Moi cette idée m’est venue un jour d’un de mes étudiants, qui avait fait une thèse sur la techno-musique. Il était d’Albi. Une techno-musique très spécifique de cette petite ville, Albi, rentra en connexion avec le même groupe de Bratislava faisant le même type de musique, et c’est à partir de ce réseau, si vous voulez, qu’il y a ce que j’appelle ici la culture Albi et Bratislava pour rendre attentive, en gros, des initiatives locales pluralistes.
Et c’est cela pour moi l’idée impériale. Plutôt que l’État-nation généralisé. C’est-à-dire un lien socia, fondé à la fois sur la raison et l’affect, la création et le plaisir. Et je rappelle, puisqu’un de mes maîtres à penser essentiellement c’est Aristote et Saint Thomas d’Aquin, que Saint Thomas d’Aquin avait cette belle formule : « Nihil est in intellectu quod non prius fuerit in sensu » : il n’y a rien dans l’intellect qui n’ait été dans les sens et c’est ce qui me paraît être en jeu dans ce que j’appelle ici la culture.
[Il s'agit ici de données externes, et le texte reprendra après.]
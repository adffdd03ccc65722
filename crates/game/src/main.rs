//! CyberDrone - headless drone flight simulation
//!
//! Runs a scripted flight through the full input, energy, flight, physics and camera
//! pipeline at a fixed frame rate and logs telemetry once per simulated second.
//!
//! Usage: `cyberdrone [seconds]` (default 20). Tunables come from `config.ron`;
//! `cyberdrone --write-config` writes the defaults there and exits.

use std::time::Duration;

use anyhow::{Context, Result};
use engine_core::Vec3;
use input::{InputState, KeyCode};

use game::{DroneSimulation, SimConfig};

const DEFAULT_DURATION_SECS: f32 = 20.0;
const FRAME_DELTA: Duration = Duration::from_micros(16_667);

/// Keys held from `start` until `end`, in simulated seconds.
struct Hold {
    start: f32,
    end: f32,
    keys: &'static [KeyCode],
}

/// Scripted pilot: take off, fly forward, boost, turn, then hover and let it recharge.
const FLIGHT_SCRIPT: &[Hold] = &[
    Hold {
        start: 0.0,
        end: 2.5,
        keys: &[KeyCode::ShiftLeft],
    },
    Hold {
        start: 2.5,
        end: 2.6,
        keys: &[KeyCode::KeyW],
    },
    Hold {
        start: 2.6,
        end: 5.0,
        keys: &[KeyCode::ShiftLeft],
    },
    Hold {
        start: 5.0,
        end: 6.5,
        keys: &[KeyCode::ShiftLeft, KeyCode::Space],
    },
    Hold {
        start: 8.0,
        end: 8.4,
        keys: &[KeyCode::KeyE],
    },
    Hold {
        start: 10.0,
        end: 10.1,
        keys: &[KeyCode::KeyD],
    },
];

/// Single key taps (camera hotkeys).
const CAMERA_TAPS: &[(f32, KeyCode)] = &[
    (4.0, KeyCode::Digit1),
    (7.0, KeyCode::Digit7),
    (12.0, KeyCode::Digit5),
    (16.0, KeyCode::Digit3),
];

/// Side gust partway through the hover.
const GUST_AT: f32 = 13.0;
const GUST_IMPULSE: Vec3 = Vec3::new(1.5, 0.0, 0.0);

fn held_keys(t: f32) -> Vec<KeyCode> {
    FLIGHT_SCRIPT
        .iter()
        .filter(|hold| t >= hold.start && t < hold.end)
        .flat_map(|hold| hold.keys.iter().copied())
        .collect()
}

/// Bring `input` in line with the script at time `t` (previous frame at `prev_t`).
fn drive_input(input: &mut InputState, prev_t: f32, t: f32) {
    let wanted = held_keys(t);
    for key in held_keys(prev_t) {
        if !wanted.contains(&key) {
            input.release(key);
        }
    }
    for &key in &wanted {
        if !input.is_key_held(key) {
            input.press(key);
        }
    }

    for &(at, key) in CAMERA_TAPS {
        if input.is_key_held(key) {
            input.release(key);
        }
        if prev_t < at && t >= at {
            input.press(key);
        }
    }
}

fn parse_duration(arg: Option<String>) -> Result<f32> {
    match arg {
        Some(arg) => {
            let secs: f32 = arg
                .parse()
                .with_context(|| format!("invalid duration {:?}, expected seconds", arg))?;
            anyhow::ensure!(
                secs > 0.0 && secs.is_finite(),
                "duration must be positive, got {}",
                secs
            );
            Ok(secs)
        }
        None => Ok(DEFAULT_DURATION_SECS),
    }
}

fn main() -> Result<()> {
    env_logger::Builder::from_env(env_logger::Env::default().default_filter_or("info")).init();

    let arg = std::env::args().nth(1);
    if arg.as_deref() == Some("--write-config") {
        SimConfig::default().save();
        log::info!("Wrote default config.ron");
        return Ok(());
    }

    let duration = parse_duration(arg)?;
    let config = SimConfig::load();
    log::info!(
        "Starting CyberDrone headless flight ({:.1} s simulated)",
        duration
    );

    let mut sim = DroneSimulation::new(config);
    let mut input = InputState::new();
    let mut prev_t = 0.0_f32;
    let mut next_report = 0.0_f32;

    while sim.time().elapsed_seconds() < duration {
        let t = sim.time().elapsed_seconds();
        input.begin_frame();
        drive_input(&mut input, prev_t, t);
        prev_t = t;

        sim.frame(Some(&input), FRAME_DELTA);
        if t < GUST_AT && sim.time().elapsed_seconds() >= GUST_AT {
            sim.apply_external_impulse(GUST_IMPULSE);
        }

        for event in sim.drain_events() {
            log::info!(
                "[{:6.2}s] {} ({:?})",
                sim.time().elapsed_seconds(),
                event.label(),
                event
            );
        }

        let telemetry = sim.telemetry();
        if telemetry.elapsed >= next_report {
            log::info!("{}", telemetry);
            next_report += 1.0;
        }
    }

    let telemetry = sim.telemetry();
    log::info!(
        "Flight finished: max altitude {:.2} m, energy {:.1}%, {} ticks",
        telemetry.max_altitude,
        telemetry.energy_percent,
        sim.time().tick_count()
    );
    Ok(())
}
S’il y avait deux mots à retenir de mon propos, c’est que ce qui a prévalu dans la modernité, l’État-nation et l’Europe moderne, c’est cette idée d’Auguste Comte, mon compatriote, Reductio ad unum. On va réduire à l’unité : l’un de l’individu, l’un de l’État-nation, l’un des grands systèmes interprétatifs. Pour moi, cette unité est finie. Alors qu’il y a un autre terme qui est important, auquel on ne pense pas assez, c’est l’ « unicité ». L’unité est la réduction. L’unicité, c’est l’expansion. L’unicité, c’est une liaison en pointillé de la diversité, c’est le mystère de la sainte trinité catholique, c’est-à-dire Dieu en trois personnes, où on voit bien comment, d’une certaine manière, il peut y avoir cette unicité qui ne soit pas une unité fermée, en quelque sorte réduite au plus petit dénominateur commun. Et ce qui se passait au Moyen-Âge, l’Église médiévale, les évêchés et les monastères et abbayes, avaient des relations entre eux, mais pas forcément avec quelque chose qui chapeautait le tout.
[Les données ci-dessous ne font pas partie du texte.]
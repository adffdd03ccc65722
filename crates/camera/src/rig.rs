//! Multi-mode camera rig following the drone.
//!
//! The rig keeps a damped copy of the drone position (the look target) so small
//! physics jitter never reaches the view. Each mode then derives a desired pose from
//! that target and the drone orientation, and eases the camera toward it. The rig runs
//! once per rendered frame, after physics has settled for that frame.

use std::f32::consts::FRAC_PI_2;
use std::fmt;

use crate::Camera;
use engine_core::{look_rotation, rate_factor, smooth_damp, Quat, Transform, Vec3};
use serde::{Deserialize, Serialize};

/// Viewpoint strategy.
#[derive(Debug, Clone, Copy, Default, PartialEq, Eq, Hash, Serialize, Deserialize)]
pub enum CameraMode {
    /// Mounted on the drone, looking where it looks.
    FirstPerson,
    /// Behind and above the drone, looking at it.
    #[default]
    ThirdPerson,
    /// Fixed height above the drone, looking straight down.
    TopDown,
    /// Circling the drone at a fixed radius.
    Orbit,
}

impl CameraMode {
    pub const ALL: [CameraMode; 4] = [
        CameraMode::FirstPerson,
        CameraMode::ThirdPerson,
        CameraMode::TopDown,
        CameraMode::Orbit,
    ];

    pub fn label(&self) -> &'static str {
        match self {
            CameraMode::FirstPerson => "first-person",
            CameraMode::ThirdPerson => "third-person",
            CameraMode::TopDown => "top-down",
            CameraMode::Orbit => "orbit",
        }
    }
}

impl fmt::Display for CameraMode {
    fn fmt(&self, f: &mut fmt::Formatter<'_>) -> fmt::Result {
        f.write_str(self.label())
    }
}

/// Rig tunables.
#[derive(Debug, Clone, Serialize, Deserialize)]
#[serde(default)]
pub struct CameraConfig {
    /// Mode the rig starts in.
    pub initial_mode: CameraMode,
    /// Rotation follow rate in 1/s.
    pub follow_speed: f32,
    /// Smooth time for the look target, seconds.
    pub target_smooth_time: f32,
    /// Smooth time for the camera position, seconds.
    pub position_smooth_time: f32,
    pub third_person_distance: f32,
    pub third_person_height: f32,
    /// Mount point in drone-local space. When unset the camera sits
    /// `first_person_forward_offset` ahead of the drone origin.
    pub first_person_mount: Option<Vec3>,
    pub first_person_forward_offset: f32,
    /// Snap to the mount each frame instead of easing.
    pub first_person_snap: bool,
    pub top_down_height: f32,
    /// Orbit angular speed in rad/s.
    pub orbit_speed: f32,
    pub orbit_radius: f32,
    pub orbit_height: f32,
}

impl Default for CameraConfig {
    fn default() -> Self {
        Self {
            initial_mode: CameraMode::ThirdPerson,
            follow_speed: 5.0,
            target_smooth_time: 0.2,
            position_smooth_time: 0.3,
            third_person_distance: 5.0,
            third_person_height: 2.0,
            first_person_mount: None,
            first_person_forward_offset: 0.5,
            first_person_snap: true,
            top_down_height: 10.0,
            orbit_speed: 0.3,
            orbit_radius: 5.0,
            orbit_height: 2.0,
        }
    }
}

/// Straight-down view: forward (-Z) rotated onto -Y, up onto -Z.
fn top_down_rotation() -> Quat {
    Quat::from_rotation_x(-FRAC_PI_2)
}

/// Pose the rig is easing toward this frame.
struct DesiredPose {
    position: Vec3,
    rotation: Quat,
    snap: bool,
}

/// Drives a [`Camera`] from the drone transform.
#[derive(Debug, Clone)]
pub struct CameraRig {
    config: CameraConfig,
    mode: CameraMode,
    camera: Camera,
    /// Damped look target. `None` until the first drone pose arrives.
    target: Option<Vec3>,
    target_velocity: Vec3,
    position_velocity: Vec3,
    orbit_time: f32,
}

impl CameraRig {
    pub fn new(config: CameraConfig) -> Self {
        Self {
            mode: config.initial_mode,
            config,
            camera: Camera::default(),
            target: None,
            target_velocity: Vec3::ZERO,
            position_velocity: Vec3::ZERO,
            orbit_time: 0.0,
        }
    }

    pub fn mode(&self) -> CameraMode {
        self.mode
    }

    /// Switch viewpoint. Damping state is cleared so the new mode starts from rest.
    pub fn set_mode(&mut self, mode: CameraMode) {
        if mode == self.mode {
            return;
        }
        log::info!("Camera mode switched to: {}", mode);
        self.mode = mode;
        self.position_velocity = Vec3::ZERO;
    }

    pub fn camera(&self) -> &Camera {
        &self.camera
    }

    pub fn camera_mut(&mut self) -> &mut Camera {
        &mut self.camera
    }

    /// Damped look target, if the rig has seen the drone.
    pub fn target(&self) -> Option<Vec3> {
        self.target
    }

    pub fn config(&self) -> &CameraConfig {
        &self.config
    }

    /// Advance one render frame.
    ///
    /// With no drone the camera holds its last pose. The first pose seen snaps the
    /// camera into place instead of sweeping in from the origin.
    pub fn update(&mut self, drone: Option<&Transform>, dt: f32) {
        let Some(drone) = drone else {
            return;
        };

        let first_frame = self.target.is_none();
        let target = match self.target {
            None => drone.position,
            Some(previous) => smooth_damp(
                previous,
                drone.position,
                &mut self.target_velocity,
                self.config.target_smooth_time,
                dt,
            ),
        };
        self.target = Some(target);

        if self.mode == CameraMode::Orbit {
            self.orbit_time += dt;
        }

        let desired = self.desired_pose(drone, target);
        let transform = &mut self.camera.transform;
        if first_frame || desired.snap {
            transform.position = desired.position;
            transform.rotation = desired.rotation;
            self.position_velocity = Vec3::ZERO;
            return;
        }

        transform.position = smooth_damp(
            transform.position,
            desired.position,
            &mut self.position_velocity,
            self.config.position_smooth_time,
            dt,
        );
        transform.rotation = match self.mode {
            // Orbit always faces the target, wherever the eased position lands.
            CameraMode::Orbit => {
                look_rotation(transform.position, target, Vec3::Y).unwrap_or(transform.rotation)
            }
            // Aim from where the camera actually is, not where it is heading.
            CameraMode::ThirdPerson => {
                let aim = look_rotation(transform.position, drone.position, Vec3::Y)
                    .unwrap_or(transform.rotation);
                transform
                    .rotation
                    .slerp(aim, rate_factor(self.config.follow_speed, dt))
                    .normalize()
            }
            _ => transform
                .rotation
                .slerp(desired.rotation, rate_factor(self.config.follow_speed, dt))
                .normalize(),
        };
    }

    fn desired_pose(&self, drone: &Transform, target: Vec3) -> DesiredPose {
        let cfg = &self.config;
        match self.mode {
            CameraMode::FirstPerson => {
                let position = match cfg.first_person_mount {
                    Some(mount) => drone.transform_point(mount),
                    None => drone.position + drone.forward() * cfg.first_person_forward_offset,
                };
                DesiredPose {
                    position,
                    rotation: drone.rotation,
                    snap: cfg.first_person_snap,
                }
            }
            CameraMode::ThirdPerson => {
                let position = target - drone.forward() * cfg.third_person_distance
                    + Vec3::Y * cfg.third_person_height;
                let rotation = look_rotation(position, drone.position, Vec3::Y)
                    .unwrap_or(self.camera.transform.rotation);
                DesiredPose {
                    position,
                    rotation,
                    snap: false,
                }
            }
            CameraMode::TopDown => DesiredPose {
                position: target + Vec3::Y * cfg.top_down_height,
                rotation: top_down_rotation(),
                snap: false,
            },
            CameraMode::Orbit => {
                let angle = self.orbit_time * cfg.orbit_speed;
                let position = target
                    + Vec3::new(
                        angle.sin() * cfg.orbit_radius,
                        cfg.orbit_height,
                        angle.cos() * cfg.orbit_radius,
                    );
                let rotation = look_rotation(position, target, Vec3::Y)
                    .unwrap_or(self.camera.transform.rotation);
                DesiredPose {
                    position,
                    rotation,
                    snap: false,
                }
            }
        }
    }
}

impl Default for CameraRig {
    fn default() -> Self {
        Self::new(CameraConfig::default())
    }
}

#[cfg(test)]
mod tests {
    use super::*;

    const DT: f32 = 1.0 / 60.0;

    fn run(rig: &mut CameraRig, drone: &Transform, frames: usize) {
        for _ in 0..frames {
            rig.update(Some(drone), DT);
        }
    }

    fn assert_near(a: Vec3, b: Vec3, tol: f32) {
        assert!((a - b).length() < tol, "{:?} vs {:?}", a, b);
    }

    #[test]
    fn top_down_converges_from_any_mode() {
        let drone = Transform::from_position_rotation(
            Vec3::new(4.0, 3.0, -7.0),
            Quat::from_rotation_y(0.8) * Quat::from_rotation_x(0.2),
        );

        for prior in CameraMode::ALL {
            let mut rig = CameraRig::default();
            rig.set_mode(prior);
            run(&mut rig, &drone, 120);

            rig.set_mode(CameraMode::TopDown);
            run(&mut rig, &drone, 600);

            let cam = rig.camera();
            assert_near(cam.position(), drone.position + Vec3::Y * 10.0, 1e-2);
            assert_near(cam.forward(), Vec3::NEG_Y, 1e-2);
        }
    }

    #[test]
    fn third_person_sits_behind_and_above() {
        let drone = Transform::from_position(Vec3::new(0.0, 5.0, 0.0));
        let mut rig = CameraRig::default();
        run(&mut rig, &drone, 600);

        let cam = rig.camera();
        // Drone faces -Z, so behind is +Z.
        assert_near(cam.position(), Vec3::new(0.0, 7.0, 5.0), 1e-2);
        let to_drone = (drone.position - cam.position()).normalize();
        assert!(cam.forward().dot(to_drone) > 0.999);
    }

    #[test]
    fn third_person_follows_yaw() {
        let drone = Transform::from_position_rotation(
            Vec3::ZERO,
            Quat::from_rotation_y(FRAC_PI_2),
        );
        let mut rig = CameraRig::default();
        run(&mut rig, &drone, 600);
        // Yawed left 90 degrees: forward is -X, camera sits on +X.
        assert_near(rig.camera().position(), Vec3::new(5.0, 2.0, 0.0), 1e-2);
    }

    #[test]
    fn third_person_keeps_moving_drone_centred() {
        let mut drone = Transform::from_position(Vec3::new(0.0, 2.0, 0.0));
        let mut rig = CameraRig::default();
        for _ in 0..1200 {
            drone.position += Vec3::NEG_Z * 8.0 * DT;
            rig.update(Some(&drone), DT);
        }

        let camera = rig.camera();
        let to_drone = (drone.position - camera.position()).normalize();
        let angle = camera.forward().angle_between(to_drone);
        assert!(
            angle < 1f32.to_radians(),
            "off-centre by {} deg",
            angle.to_degrees()
        );
    }

    #[test]
    fn missing_drone_holds_pose() {
        let drone = Transform::from_position(Vec3::new(1.0, 2.0, 3.0));
        let mut rig = CameraRig::default();
        run(&mut rig, &drone, 30);
        let before = rig.camera().transform;

        for _ in 0..30 {
            rig.update(None, DT);
        }
        assert_eq!(rig.camera().transform, before);
    }

    #[test]
    fn first_person_snaps_to_nose() {
        let mut rig = CameraRig::new(CameraConfig {
            initial_mode: CameraMode::FirstPerson,
            ..Default::default()
        });
        let rotation = Quat::from_rotation_y(0.5);
        let drone = Transform::from_position_rotation(Vec3::new(2.0, 1.0, 0.0), rotation);
        rig.update(Some(&drone), DT);
        rig.update(Some(&drone), DT);

        let cam = rig.camera();
        assert_near(cam.position(), drone.position + drone.forward() * 0.5, 1e-5);
        assert!(cam.transform.rotation.dot(rotation).abs() > 0.99999);
    }

    #[test]
    fn first_person_uses_mount_point() {
        let mount = Vec3::new(0.0, 0.2, -0.4);
        let mut rig = CameraRig::new(CameraConfig {
            initial_mode: CameraMode::FirstPerson,
            first_person_mount: Some(mount),
            ..Default::default()
        });
        let drone = Transform::from_position_rotation(
            Vec3::new(0.0, 3.0, 0.0),
            Quat::from_rotation_y(FRAC_PI_2),
        );
        rig.update(Some(&drone), DT);
        assert_near(rig.camera().position(), drone.transform_point(mount), 1e-5);
    }

    #[test]
    fn orbit_circles_at_radius_and_faces_target() {
        let drone = Transform::from_position(Vec3::new(0.0, 4.0, 0.0));
        let mut rig = CameraRig::new(CameraConfig {
            initial_mode: CameraMode::Orbit,
            ..Default::default()
        });
        run(&mut rig, &drone, 300);
        let first = rig.camera().position();

        for _ in 0..3 {
            run(&mut rig, &drone, 60);
            let cam = rig.camera();
            let offset = cam.position() - drone.position;
            let horizontal = Vec3::new(offset.x, 0.0, offset.z).length();
            assert!((horizontal - 5.0).abs() < 0.1, "radius {}", horizontal);
            assert!((offset.y - 2.0).abs() < 0.1);
            let to_drone = (drone.position - cam.position()).normalize();
            assert!(cam.forward().dot(to_drone) > 0.999);
        }
        assert!((rig.camera().position() - first).length() > 0.5);
    }

    #[test]
    fn mode_switch_is_reported() {
        let mut rig = CameraRig::default();
        assert_eq!(rig.mode(), CameraMode::ThirdPerson);
        rig.set_mode(CameraMode::Orbit);
        assert_eq!(rig.mode(), CameraMode::Orbit);
        assert_eq!(CameraMode::Orbit.to_string(), "orbit");
    }
}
Voilà, si vous voulez, un peu ce qui me paraît être un jeu actuellement. Je ne sais pas si vous vous souvenez, moi j’étais fasciné ces derniers temps par ce qu’a pu développer au XIIIème siècle autour de Othon de Freising sur la Translatio imperii. Translation d’empire. Mais autour de Freising je rappelle que quand il y a Translation imperii, il faut qu’il y ait une translatio studii, en gros une autre manière de lire, en effet de trouver des noms comme manière de dire cette translation, et pour moi c’est cela qui est en jeu actuellement. Nous sommes en décalage, ou plutôt on ne sait pas assumer et analyser cette Translatio imperii et on reste sur des schémas qui seront, encore une fois, des schémas intellectuels, à bien des égards dépassés, alors que, dans le fond, la sagesse populaire, qui me paraît importante, j’ai dit Berdiaev il parle d’un relevé rythmique, régulièrement, tout à l’heure j’indiquais « décadence ». Maintenant, on a peur du mot décadence, on dit « antiquité tardive », mais quand on n’avait pas peur du mot décadence, on savait que des (…), ceux qui tombent, amenaient à bien des égards une renaissance. C’est la palingénésie de Ballanche, une plante qui va renaître à partir de ses cendres. C’est la mythologie du Phénix. Voilà ce qui me paraît être en jeu actuellement.